▶ _Work to be completed_: Lines below starting with the line with "filename epos-printer/src/layout.rs" and going on through the line with "let budget = if" must be output exactly; the rest of the records must be left out.

Records from a collection

◆ ◆ ◆

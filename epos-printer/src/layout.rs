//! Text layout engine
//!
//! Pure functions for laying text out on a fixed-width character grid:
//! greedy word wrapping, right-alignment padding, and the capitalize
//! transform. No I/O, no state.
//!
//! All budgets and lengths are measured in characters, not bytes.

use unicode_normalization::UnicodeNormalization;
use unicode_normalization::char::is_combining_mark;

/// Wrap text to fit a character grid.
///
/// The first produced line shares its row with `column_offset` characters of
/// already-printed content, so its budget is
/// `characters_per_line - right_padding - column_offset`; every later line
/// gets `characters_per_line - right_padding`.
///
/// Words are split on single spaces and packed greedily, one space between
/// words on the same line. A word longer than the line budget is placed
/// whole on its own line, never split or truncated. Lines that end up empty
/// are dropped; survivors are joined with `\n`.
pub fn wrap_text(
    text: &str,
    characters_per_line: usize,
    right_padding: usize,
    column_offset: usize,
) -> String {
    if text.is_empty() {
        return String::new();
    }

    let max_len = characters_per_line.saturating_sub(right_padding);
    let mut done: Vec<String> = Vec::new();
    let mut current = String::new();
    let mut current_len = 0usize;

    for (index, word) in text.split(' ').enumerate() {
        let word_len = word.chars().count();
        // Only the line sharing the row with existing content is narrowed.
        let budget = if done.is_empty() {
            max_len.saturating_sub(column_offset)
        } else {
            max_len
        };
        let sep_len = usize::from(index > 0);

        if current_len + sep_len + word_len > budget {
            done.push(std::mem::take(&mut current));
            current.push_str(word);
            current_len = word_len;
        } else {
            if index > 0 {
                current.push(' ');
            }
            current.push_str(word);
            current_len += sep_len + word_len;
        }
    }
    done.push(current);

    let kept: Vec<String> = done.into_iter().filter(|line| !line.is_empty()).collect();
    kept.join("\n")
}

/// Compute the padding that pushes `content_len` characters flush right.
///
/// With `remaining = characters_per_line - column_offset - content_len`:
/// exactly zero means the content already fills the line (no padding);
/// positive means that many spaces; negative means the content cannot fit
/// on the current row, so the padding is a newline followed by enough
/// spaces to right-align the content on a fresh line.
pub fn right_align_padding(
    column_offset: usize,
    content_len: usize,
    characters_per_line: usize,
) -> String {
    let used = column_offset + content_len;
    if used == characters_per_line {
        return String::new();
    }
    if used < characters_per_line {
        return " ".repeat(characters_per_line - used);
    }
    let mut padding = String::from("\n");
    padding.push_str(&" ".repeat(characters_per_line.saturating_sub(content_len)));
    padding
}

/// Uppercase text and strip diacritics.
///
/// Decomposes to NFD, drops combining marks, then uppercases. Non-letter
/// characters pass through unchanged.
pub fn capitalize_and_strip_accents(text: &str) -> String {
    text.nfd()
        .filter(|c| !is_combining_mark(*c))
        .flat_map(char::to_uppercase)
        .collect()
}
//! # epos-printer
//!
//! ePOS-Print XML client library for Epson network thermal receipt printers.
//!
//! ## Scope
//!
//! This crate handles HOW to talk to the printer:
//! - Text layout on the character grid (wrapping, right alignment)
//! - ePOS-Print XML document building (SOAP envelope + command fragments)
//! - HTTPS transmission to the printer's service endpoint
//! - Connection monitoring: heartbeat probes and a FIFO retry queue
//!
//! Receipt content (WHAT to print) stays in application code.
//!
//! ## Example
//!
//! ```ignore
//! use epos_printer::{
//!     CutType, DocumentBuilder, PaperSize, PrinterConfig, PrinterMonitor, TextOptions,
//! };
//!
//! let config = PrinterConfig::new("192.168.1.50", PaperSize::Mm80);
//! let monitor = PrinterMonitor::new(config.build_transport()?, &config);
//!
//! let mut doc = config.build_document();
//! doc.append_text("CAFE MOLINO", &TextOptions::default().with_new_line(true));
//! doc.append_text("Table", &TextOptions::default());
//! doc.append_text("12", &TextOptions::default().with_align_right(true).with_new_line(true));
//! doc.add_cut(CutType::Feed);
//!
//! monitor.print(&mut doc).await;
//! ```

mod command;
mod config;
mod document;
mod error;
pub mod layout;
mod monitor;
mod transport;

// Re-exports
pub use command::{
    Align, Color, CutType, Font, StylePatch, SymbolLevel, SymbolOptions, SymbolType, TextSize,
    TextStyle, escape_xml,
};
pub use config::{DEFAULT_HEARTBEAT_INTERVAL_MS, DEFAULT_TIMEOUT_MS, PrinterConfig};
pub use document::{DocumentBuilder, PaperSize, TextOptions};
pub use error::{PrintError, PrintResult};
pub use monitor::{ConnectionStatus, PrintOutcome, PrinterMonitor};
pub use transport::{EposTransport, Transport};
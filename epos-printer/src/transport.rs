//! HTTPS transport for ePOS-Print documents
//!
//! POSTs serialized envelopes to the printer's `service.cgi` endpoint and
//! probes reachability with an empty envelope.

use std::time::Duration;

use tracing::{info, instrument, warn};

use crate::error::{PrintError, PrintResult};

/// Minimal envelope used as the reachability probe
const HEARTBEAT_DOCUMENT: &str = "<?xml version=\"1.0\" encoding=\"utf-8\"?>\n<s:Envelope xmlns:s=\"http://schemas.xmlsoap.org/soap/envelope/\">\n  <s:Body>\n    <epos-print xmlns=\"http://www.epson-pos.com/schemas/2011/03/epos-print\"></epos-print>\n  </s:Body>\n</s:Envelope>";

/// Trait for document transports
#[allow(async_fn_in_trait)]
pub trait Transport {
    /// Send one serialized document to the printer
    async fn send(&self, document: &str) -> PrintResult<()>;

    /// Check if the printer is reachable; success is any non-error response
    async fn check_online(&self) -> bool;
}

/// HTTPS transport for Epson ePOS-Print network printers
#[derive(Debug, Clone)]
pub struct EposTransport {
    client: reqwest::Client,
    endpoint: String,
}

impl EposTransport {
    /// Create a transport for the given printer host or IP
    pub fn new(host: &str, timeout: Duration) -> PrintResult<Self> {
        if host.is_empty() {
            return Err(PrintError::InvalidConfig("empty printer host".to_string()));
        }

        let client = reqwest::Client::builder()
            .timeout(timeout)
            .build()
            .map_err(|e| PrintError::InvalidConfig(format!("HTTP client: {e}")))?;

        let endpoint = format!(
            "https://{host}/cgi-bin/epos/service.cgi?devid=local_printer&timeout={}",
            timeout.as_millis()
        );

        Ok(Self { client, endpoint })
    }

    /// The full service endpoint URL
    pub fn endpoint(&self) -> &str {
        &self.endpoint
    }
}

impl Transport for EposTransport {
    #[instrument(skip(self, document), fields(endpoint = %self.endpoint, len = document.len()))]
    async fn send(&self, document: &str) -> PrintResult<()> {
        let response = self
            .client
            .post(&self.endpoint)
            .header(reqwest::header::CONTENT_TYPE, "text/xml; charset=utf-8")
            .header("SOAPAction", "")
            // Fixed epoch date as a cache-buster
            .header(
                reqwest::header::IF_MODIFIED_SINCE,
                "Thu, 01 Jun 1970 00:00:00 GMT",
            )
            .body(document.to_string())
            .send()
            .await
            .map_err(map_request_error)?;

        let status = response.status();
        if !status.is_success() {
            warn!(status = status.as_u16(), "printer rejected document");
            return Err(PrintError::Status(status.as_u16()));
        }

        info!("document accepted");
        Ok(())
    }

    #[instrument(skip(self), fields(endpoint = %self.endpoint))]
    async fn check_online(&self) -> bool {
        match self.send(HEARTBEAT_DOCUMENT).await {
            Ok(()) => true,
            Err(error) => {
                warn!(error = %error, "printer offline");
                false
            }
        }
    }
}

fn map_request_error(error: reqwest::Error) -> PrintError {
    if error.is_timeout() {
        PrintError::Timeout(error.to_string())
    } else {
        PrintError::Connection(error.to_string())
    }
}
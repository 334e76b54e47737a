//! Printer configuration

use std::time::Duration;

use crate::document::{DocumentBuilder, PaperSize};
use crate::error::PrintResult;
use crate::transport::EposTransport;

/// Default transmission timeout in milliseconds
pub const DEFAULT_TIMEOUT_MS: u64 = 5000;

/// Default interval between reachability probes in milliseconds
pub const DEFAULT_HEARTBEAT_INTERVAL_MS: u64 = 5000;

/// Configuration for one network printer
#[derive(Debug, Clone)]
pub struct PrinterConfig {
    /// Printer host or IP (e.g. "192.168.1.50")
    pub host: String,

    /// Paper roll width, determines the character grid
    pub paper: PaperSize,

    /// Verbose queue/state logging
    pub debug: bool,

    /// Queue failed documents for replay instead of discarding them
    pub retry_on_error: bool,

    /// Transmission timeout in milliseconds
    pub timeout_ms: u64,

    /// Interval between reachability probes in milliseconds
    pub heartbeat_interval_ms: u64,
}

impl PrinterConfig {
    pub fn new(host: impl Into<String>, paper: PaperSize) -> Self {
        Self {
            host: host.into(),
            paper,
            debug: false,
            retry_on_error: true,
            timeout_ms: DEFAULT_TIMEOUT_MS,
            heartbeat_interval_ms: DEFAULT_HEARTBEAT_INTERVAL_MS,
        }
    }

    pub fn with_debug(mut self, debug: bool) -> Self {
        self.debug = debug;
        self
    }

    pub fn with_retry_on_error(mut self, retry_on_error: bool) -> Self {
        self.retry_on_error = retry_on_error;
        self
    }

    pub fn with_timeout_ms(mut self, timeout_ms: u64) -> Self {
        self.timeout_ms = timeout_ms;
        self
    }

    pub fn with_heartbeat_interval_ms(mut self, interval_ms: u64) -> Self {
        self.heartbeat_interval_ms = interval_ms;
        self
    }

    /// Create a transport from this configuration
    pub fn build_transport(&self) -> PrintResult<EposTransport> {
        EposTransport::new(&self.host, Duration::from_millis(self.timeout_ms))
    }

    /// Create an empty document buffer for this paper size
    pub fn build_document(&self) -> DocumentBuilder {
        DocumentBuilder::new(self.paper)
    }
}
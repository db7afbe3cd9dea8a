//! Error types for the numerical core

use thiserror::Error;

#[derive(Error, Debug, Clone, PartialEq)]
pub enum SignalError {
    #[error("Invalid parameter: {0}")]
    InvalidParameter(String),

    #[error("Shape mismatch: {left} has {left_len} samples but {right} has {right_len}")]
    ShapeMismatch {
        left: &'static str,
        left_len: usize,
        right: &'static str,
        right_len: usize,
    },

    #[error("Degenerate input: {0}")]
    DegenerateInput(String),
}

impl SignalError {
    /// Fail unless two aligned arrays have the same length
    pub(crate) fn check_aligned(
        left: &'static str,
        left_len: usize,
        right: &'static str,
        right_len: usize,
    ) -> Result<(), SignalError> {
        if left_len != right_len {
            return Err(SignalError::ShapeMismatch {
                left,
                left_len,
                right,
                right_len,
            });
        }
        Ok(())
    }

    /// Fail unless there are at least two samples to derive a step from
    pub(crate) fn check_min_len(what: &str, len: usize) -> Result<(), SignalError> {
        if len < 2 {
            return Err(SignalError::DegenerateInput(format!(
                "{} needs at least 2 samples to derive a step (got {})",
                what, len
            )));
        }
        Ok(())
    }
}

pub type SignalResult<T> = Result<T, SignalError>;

◆ ◆ ◆

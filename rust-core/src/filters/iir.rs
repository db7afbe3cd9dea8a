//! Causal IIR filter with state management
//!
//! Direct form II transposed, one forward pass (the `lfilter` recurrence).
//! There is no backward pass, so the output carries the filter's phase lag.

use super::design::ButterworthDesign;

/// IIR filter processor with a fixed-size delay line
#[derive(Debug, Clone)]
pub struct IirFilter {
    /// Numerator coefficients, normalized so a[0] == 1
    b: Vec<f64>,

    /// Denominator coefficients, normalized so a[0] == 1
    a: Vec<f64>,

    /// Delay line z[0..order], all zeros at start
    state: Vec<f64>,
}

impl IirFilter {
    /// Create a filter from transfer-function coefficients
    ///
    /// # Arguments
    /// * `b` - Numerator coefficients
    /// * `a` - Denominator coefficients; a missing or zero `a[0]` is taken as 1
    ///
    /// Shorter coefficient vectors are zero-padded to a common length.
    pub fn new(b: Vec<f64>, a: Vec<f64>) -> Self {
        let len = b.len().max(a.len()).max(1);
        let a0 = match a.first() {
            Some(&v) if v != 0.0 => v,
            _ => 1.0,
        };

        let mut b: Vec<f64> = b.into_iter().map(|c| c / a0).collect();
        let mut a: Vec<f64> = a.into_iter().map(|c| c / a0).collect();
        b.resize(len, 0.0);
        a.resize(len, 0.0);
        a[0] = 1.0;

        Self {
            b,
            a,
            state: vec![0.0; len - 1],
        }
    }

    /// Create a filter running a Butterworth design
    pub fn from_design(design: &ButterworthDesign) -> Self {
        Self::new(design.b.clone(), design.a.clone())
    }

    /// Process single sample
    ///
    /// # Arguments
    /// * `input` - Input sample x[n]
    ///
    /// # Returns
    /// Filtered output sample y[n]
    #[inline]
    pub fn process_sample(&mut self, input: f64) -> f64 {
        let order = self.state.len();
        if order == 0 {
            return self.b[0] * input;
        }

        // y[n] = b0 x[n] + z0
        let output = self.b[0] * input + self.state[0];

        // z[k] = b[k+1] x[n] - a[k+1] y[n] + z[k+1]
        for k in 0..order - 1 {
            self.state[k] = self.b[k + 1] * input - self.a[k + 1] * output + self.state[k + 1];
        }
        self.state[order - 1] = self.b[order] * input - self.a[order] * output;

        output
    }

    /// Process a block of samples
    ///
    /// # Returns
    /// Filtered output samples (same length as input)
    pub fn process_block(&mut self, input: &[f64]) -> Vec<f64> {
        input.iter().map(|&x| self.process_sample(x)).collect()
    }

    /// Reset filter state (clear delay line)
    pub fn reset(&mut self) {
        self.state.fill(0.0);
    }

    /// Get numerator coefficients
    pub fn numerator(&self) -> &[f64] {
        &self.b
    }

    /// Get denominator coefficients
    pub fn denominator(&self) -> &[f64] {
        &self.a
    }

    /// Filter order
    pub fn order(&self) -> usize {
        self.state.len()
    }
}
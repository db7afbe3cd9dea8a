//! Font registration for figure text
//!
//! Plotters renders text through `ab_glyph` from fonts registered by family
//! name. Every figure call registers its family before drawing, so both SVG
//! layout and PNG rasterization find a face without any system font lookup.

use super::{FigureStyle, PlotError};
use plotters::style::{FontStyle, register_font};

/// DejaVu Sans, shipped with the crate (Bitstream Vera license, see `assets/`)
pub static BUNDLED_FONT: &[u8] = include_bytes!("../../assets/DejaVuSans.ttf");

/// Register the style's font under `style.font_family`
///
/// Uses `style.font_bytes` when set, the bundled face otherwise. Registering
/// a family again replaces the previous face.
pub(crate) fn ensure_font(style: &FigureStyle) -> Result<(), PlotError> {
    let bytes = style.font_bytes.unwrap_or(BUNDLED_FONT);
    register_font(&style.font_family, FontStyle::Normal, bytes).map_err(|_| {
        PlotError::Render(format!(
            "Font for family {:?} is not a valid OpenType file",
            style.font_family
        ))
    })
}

◆ ◆ ◆

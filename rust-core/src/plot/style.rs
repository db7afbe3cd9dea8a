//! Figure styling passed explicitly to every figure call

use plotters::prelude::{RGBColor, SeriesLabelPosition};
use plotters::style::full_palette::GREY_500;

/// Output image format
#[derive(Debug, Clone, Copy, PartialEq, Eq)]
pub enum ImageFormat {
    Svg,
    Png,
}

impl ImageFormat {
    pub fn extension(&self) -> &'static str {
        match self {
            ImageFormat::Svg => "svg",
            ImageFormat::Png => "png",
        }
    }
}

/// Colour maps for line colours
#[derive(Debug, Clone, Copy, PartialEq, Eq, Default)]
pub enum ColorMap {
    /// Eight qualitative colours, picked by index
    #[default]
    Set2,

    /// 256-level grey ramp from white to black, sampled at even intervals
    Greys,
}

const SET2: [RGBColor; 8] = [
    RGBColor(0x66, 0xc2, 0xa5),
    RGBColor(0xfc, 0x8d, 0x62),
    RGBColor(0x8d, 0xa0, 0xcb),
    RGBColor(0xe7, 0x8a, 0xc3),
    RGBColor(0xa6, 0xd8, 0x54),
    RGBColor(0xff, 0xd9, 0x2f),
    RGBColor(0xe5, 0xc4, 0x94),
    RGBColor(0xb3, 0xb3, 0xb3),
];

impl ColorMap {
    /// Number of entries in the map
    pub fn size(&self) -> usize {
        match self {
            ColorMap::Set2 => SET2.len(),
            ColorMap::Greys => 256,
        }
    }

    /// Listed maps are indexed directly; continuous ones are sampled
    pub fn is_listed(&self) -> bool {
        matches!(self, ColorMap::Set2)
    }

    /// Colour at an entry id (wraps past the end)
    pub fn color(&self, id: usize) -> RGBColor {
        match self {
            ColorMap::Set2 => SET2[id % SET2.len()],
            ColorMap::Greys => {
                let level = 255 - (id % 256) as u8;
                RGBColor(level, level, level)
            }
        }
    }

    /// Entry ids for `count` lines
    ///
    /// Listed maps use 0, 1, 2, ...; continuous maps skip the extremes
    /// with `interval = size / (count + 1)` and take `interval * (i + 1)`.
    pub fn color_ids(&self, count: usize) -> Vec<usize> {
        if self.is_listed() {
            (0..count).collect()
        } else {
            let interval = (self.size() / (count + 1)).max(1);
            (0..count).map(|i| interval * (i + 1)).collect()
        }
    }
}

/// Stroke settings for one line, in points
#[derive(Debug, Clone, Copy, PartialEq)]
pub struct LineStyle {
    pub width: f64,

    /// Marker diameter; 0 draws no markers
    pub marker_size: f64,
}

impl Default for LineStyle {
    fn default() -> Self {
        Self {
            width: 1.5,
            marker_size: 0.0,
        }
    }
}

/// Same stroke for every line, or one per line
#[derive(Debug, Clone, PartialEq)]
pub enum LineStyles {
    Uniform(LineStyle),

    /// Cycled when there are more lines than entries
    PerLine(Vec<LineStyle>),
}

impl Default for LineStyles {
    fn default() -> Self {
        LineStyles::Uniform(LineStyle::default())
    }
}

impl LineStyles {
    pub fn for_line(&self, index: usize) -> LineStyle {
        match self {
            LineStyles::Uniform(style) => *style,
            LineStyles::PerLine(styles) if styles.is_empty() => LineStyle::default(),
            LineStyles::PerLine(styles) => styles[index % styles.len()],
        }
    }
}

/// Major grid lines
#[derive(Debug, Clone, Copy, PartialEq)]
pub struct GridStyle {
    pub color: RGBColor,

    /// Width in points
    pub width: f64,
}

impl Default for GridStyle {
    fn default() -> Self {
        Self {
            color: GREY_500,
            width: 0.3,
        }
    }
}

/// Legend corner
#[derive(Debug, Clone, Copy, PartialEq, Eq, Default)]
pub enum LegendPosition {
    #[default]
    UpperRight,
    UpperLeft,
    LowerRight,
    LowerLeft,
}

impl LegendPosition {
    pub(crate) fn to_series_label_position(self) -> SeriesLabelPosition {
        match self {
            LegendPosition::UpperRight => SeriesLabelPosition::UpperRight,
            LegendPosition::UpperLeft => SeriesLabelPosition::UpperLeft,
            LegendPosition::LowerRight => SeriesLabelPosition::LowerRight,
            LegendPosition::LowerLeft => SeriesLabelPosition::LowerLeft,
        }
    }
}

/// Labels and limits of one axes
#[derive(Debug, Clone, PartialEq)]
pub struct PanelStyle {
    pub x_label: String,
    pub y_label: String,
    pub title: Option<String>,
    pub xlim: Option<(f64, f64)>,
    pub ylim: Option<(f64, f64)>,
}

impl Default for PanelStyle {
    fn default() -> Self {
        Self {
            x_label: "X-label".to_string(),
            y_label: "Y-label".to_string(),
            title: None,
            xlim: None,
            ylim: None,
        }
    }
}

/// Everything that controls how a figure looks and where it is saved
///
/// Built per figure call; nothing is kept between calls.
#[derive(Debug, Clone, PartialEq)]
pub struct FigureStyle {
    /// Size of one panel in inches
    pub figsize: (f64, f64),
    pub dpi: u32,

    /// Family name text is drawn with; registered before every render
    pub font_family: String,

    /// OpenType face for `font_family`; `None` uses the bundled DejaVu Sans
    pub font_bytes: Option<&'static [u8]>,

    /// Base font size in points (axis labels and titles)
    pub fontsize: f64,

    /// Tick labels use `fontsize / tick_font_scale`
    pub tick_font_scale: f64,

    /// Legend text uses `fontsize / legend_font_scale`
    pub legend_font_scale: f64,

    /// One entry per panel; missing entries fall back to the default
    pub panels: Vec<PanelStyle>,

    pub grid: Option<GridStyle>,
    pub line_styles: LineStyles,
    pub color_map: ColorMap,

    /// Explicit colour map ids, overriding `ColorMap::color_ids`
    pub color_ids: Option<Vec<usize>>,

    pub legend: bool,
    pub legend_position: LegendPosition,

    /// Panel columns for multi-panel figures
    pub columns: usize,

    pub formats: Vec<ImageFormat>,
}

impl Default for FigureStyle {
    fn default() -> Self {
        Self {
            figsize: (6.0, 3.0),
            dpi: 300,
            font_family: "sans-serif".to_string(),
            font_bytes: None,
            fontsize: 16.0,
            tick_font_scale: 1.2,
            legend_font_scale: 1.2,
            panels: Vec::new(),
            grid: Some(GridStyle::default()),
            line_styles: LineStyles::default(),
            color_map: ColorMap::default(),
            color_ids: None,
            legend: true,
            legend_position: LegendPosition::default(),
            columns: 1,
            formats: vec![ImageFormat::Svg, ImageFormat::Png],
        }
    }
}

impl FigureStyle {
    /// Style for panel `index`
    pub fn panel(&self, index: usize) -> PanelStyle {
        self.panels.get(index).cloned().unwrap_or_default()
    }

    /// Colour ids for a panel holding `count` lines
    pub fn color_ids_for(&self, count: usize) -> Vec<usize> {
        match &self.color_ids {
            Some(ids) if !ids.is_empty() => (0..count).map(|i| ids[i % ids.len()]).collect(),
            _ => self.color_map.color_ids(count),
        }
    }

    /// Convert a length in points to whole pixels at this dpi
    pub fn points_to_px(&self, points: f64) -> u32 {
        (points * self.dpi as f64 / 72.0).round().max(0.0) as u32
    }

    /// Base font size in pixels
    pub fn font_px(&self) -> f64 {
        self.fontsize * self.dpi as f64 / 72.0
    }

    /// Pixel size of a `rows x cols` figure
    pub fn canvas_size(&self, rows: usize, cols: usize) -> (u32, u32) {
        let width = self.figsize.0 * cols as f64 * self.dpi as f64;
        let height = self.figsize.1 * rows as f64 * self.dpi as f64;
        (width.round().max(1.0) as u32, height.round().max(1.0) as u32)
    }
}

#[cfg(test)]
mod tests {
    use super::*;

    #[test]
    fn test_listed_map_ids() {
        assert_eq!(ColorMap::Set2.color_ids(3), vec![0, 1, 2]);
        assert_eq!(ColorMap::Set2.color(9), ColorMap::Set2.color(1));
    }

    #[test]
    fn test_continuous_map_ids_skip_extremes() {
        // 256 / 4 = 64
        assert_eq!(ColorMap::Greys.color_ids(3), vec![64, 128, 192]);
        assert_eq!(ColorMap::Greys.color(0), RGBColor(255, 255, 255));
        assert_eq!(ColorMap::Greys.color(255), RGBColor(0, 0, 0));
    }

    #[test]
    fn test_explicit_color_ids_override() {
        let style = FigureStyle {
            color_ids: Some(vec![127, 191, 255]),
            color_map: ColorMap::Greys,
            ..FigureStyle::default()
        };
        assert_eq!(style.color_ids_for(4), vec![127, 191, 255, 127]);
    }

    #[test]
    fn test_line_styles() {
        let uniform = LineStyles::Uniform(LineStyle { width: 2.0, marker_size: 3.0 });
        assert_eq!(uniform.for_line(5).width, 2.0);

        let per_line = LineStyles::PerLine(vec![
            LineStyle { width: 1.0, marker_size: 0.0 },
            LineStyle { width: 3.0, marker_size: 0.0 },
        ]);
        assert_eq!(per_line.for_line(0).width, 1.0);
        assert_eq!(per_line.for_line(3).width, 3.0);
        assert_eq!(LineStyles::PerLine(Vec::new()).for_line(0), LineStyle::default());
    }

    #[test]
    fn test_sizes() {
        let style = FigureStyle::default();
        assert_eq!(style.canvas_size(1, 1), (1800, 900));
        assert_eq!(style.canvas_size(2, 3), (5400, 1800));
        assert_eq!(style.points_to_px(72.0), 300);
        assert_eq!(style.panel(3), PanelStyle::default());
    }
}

◆ ◆ ◆

▶ _Answer to this problem_:
filename epos-printer/src/layout.rs
//! Text layout engine
//!
//! Pure functions for laying text out on a fixed-width character grid:
//! greedy word wrapping, right-alignment padding, and the capitalize
//! transform. No I/O, no state.
//!
//! All budgets and lengths are measured in characters, not bytes.

use unicode_normalization::UnicodeNormalization;
use unicode_normalization::char::is_combining_mark;

/// Wrap text to fit a character grid.
///
/// The first produced line shares its row with `column_offset` characters of
/// already-printed content, so its budget is
/// `characters_per_line - right_padding - column_offset`; every later line
/// gets `characters_per_line - right_padding`.
///
/// Words are split on single spaces and packed greedily, one space between
/// words on the same line. A word longer than the line budget is placed
/// whole on its own line, never split or truncated. Lines that end up empty
/// are dropped; survivors are joined with `\n`.
pub fn wrap_text(
    text: &str,
    characters_per_line: usize,
    right_padding: usize,
    column_offset: usize,
) -> String {
    if text.is_empty() {
        return String::new();
    }

    let max_len = characters_per_line.saturating_sub(right_padding);
    let mut done: Vec<String> = Vec::new();
    let mut current = String::new();
    let mut current_len = 0usize;

    for (index, word) in text.split(' ').enumerate() {
        let word_len = word.chars().count();
        // Only the line sharing the row with existing content is narrowed.
        let budget = if done.is_empty() {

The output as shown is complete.